**EXERCISE BRIEF:** Write out again only the lines running from the one that contains "pub mod services;" to the end of the records below, including both the first and the last.

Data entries
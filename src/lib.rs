// SPDX-License-Identifier: MIT
// Copyright 2026 Roland Dreier <roland@kernel.org>

//! NGO Console: client core for the NGO administration backend
//!
//! This crate provides the session manager, authenticated request gateway,
//! response normalization and role-scoped filtering that every console
//! page depends on, plus typed operations for each backend resource.

pub mod api;
pub mod cli;
pub mod config;
pub mod db;
pub mod error;
pub mod models;
pub mod services;

pub use api::NgoApi;
pub use error::{AppError, Notice, Result};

**RESPONSE:**
pub mod services;

pub use api::NgoApi;
pub use error::{AppError, Notice, Result};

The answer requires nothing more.